» **WHAT TO WORK ON**
Copy every line of the listing exactly.

***** DATA FOR THIS TASK

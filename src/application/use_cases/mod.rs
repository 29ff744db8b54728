// Copyright (c) 2025 Kirky.X
//
// Licensed under the MIT License
// See LICENSE file in the project root for full license information.

/// 用例模块
///
/// 包含应用程序的所有业务用例实现
/// 每个用例代表一个完整的业务流程，遵循单一职责原则
pub mod crawl_use_case;
// Copyright (c) 2025 Kirky.X
//
// Licensed under the MIT License
// See LICENSE file in the project root for full license information.

/// 中间件模块
///
/// 提供API密钥认证
pub mod auth_middleware;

**********

» **WRITTEN SOLUTION**
filename src/application/use_cases/mod.rs
repository 29ff744db8b54728
// Copyright (c) 2025 Kirky.X
//
// Licensed under the MIT License
// See LICENSE file in the project root for full license information.

/// 用例模块
///
/// 包含应用程序的所有业务用例实现
/// 每个用例代表一个完整的业务流程，遵循单一职责原则
pub mod crawl_use_case;
// Copyright (c) 2025 Kirky.X
//
// Licensed under the MIT License
// See LICENSE file in the project root for full license information.

/// 中间件模块
///
/// 提供API密钥认证
pub mod auth_middleware;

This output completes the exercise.